A dory is a small boat for two men to go fishing out of, which can easily be dropped off the side of a larger vessel. Shelburne dories are lighter and ever-so-slightly smaller than Lunenberg dories, which means they can carry slightly less fish, but are quicker to build, among other nautical features I don't properly understand.

One chap with lots of white hair built 10,000 dories over the course of his lifetime, working on a daily rate of 45 cents. Although Shelburne is no longer the fourth largest city in North America, I don't think we can put the shrinking population down to a lack of 45-cent-per-day jobs. But I'm no economist, what would I know? Perhaps if we could persuade Canadians to move en masse to Nova Scotia and make wooden boats for less than a fifth the price of a latte at Starbucks then we'd revolutionise things.

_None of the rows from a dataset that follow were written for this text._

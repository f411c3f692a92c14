//! Error types for the container codec.
//!
//! Each pipeline stage has its own error enum so callers can tell which stage
//! failed without inspecting messages.

use std::fmt;

/// Which of the two required chunks a container was missing.
#[derive(Debug, Clone, Copy, PartialEq, Eq)]
pub enum ChunkKind {
    /// The structural (JSON) chunk.
    Json,
    /// The raw-data (BIN) chunk.
    Bin,
}

impl fmt::Display for ChunkKind {
    fn fmt(&self, f: &mut fmt::Formatter<'_>) -> fmt::Result {
        match self {
            Self::Json => f.write_str("JSON"),
            Self::Bin => f.write_str("BIN"),
        }
    }
}

/// Errors raised while splitting a binary container into its chunks.
#[derive(Debug, thiserror::Error)]
pub enum FormatError {
    /// The magic number is not `glTF`.
    #[error("not a valid container (magic {found:#010x})")]
    NotAContainer {
        /// The first four bytes read as a little-endian `u32`.
        found: u32,
    },
    /// The header declares a version other than 2.
    #[error("unsupported version {0}, expected 2")]
    UnsupportedVersion(u32),
    /// The JSON or BIN chunk never appeared.
    #[error("missing required chunk: {0}")]
    MissingChunk(ChunkKind),
    /// A header or chunk extends past the end of the buffer.
    #[error("truncated container: {needed} bytes needed at offset {offset}, {available} available")]
    Truncated {
        /// Byte offset where the read started.
        offset: usize,
        /// Bytes the read required.
        needed: usize,
        /// Bytes actually left in the buffer.
        available: usize,
    },
    /// The JSON chunk is not UTF-8.
    #[error("JSON chunk is not valid UTF-8: {0}")]
    Utf8(#[from] std::str::Utf8Error),
    /// The JSON chunk is not a JSON document.
    #[error("JSON chunk could not be parsed: {0}")]
    Json(#[from] serde_json::Error),
}

/// A `bufferViews` entry whose `buffer`, `byteOffset` or `byteLength` is
/// missing where required, or is not a non-negative integer.
#[derive(Debug, Clone, PartialEq, Eq, thiserror::Error)]
#[error("bufferView {index}: `{field}` is missing or not a non-negative integer")]
pub struct MalformedBufferView {
    /// BufferView index.
    pub index: usize,
    /// Offending field name.
    pub field: &'static str,
}

/// Errors raised while extracting embedded images.
#[derive(Debug, thiserror::Error)]
pub enum ExtractError {
    /// The image is not stored in a bufferView (external or data URI).
    #[error("image {image} is not embedded in a bufferView")]
    NotEmbedded {
        /// Image index.
        image: usize,
    },
    /// The image points at a bufferView index that does not exist.
    #[error("image {image} references missing bufferView {buffer_view}")]
    MissingBufferView {
        /// Image index.
        image: usize,
        /// The dangling bufferView index.
        buffer_view: usize,
    },
    /// The bufferView range does not fit inside the raw block.
    #[error(
        "image {image}: bufferView {buffer_view} range {start}..{end} \
         exceeds raw block of {available} bytes"
    )]
    Range {
        /// Image index.
        image: usize,
        /// BufferView index.
        buffer_view: usize,
        /// Declared start offset.
        start: usize,
        /// Declared end offset (exclusive).
        end: usize,
        /// Raw block length.
        available: usize,
    },
    /// A bufferView entry could not be read.
    #[error(transparent)]
    BufferView(#[from] MalformedBufferView),
    /// The image bytes could not be decoded.
    #[error("image {image} could not be decoded: {source}")]
    Decode {
        /// Image index.
        image: usize,
        /// Decoder error.
        #[source]
        source: image::ImageError,
    },
    /// The background decode task died before reporting a result.
    #[error("decode task for image {image} failed: {message}")]
    TaskFailed {
        /// Image index.
        image: usize,
        /// Join error description.
        message: String,
    },
}

/// Errors raised while rebuilding a container.
#[derive(Debug, thiserror::Error)]
pub enum RebuildError {
    /// The document uses a layout the rebuilder cannot rewrite safely.
    #[error("unsupported structure: {0}")]
    UnsupportedStructure(String),
    /// An original bufferView range lies outside the raw block.
    #[error("bufferView {buffer_view} range {start}..{end} exceeds raw block of {available} bytes")]
    Range {
        /// BufferView index.
        buffer_view: usize,
        /// Declared start offset.
        start: usize,
        /// Declared end offset (exclusive).
        end: usize,
        /// Raw block length.
        available: usize,
    },
    /// A bufferView entry could not be read.
    #[error(transparent)]
    BufferView(#[from] MalformedBufferView),
    /// A replacement was keyed by an image index the document does not have.
    #[error("replacement targets image {0}, which does not exist")]
    UnknownImage(usize),
    /// The rebuilt container does not fit the 32-bit length fields.
    #[error("rebuilt data of {0} bytes exceeds the 4 GiB container limit")]
    TooLarge(usize),
    /// The requested bufferView alignment is not a power of two.
    #[error("bufferView alignment must be a non-zero power of two, got {0}")]
    InvalidAlignment(u32),
    /// The structural document could not be serialized.
    #[error("structural document could not be serialized: {0}")]
    Json(#[from] serde_json::Error),
}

Well, we might have a revolution, anyway.

Today we also had guests in town, which allowed us to get rid of some more of the wedding cake. It is becoming more and more clear that we ordered more cake than was necessary; having given away one layer to the hotel staff, frozen another layer, fed everyone at the wedding and had another cake eating party the day after, we still have about a fifth of the cake to eat. I'd be heartily sick of wedding cake by now, except each layer has a different flavour, and now we're on the sublime chocolate-strawberry portion. Hurrah!

Other things I've learned today: while 'gastropub' signifies to the British a pub that feeds expensively upgraded pies and sausages to braying yuppies in rugby shirts, for people from Montreal 'gastro' indicates the sort of situation where your body is purging itself from both ends as fast as it can. Which could happen after you've been to a gastropub, but is hardly a good advertisement. (Or, as the Canadians would pronounce it, "advertisement".)

Of course, if you're going both ends, that should really be a 'bistro' as one of our chums pointed out. Language is a wonderful way to convey the breakdown of the digestive system to people.

If that wasn't enough for one day, we went to the supermarket to find they've now tried to making shaving more exciting by attaching wheels to razors. No, really. I'll get a photograph soon to prove this ridiculous toy car/depillation device actually exists, or everyone will think I'm high on maple syrup and wild blueberries.

And hodge-podge, the traditional Nova Scotian delicacy. Which I've eaten enough of today to put me into a cataleptic trance. Once more, time for bed...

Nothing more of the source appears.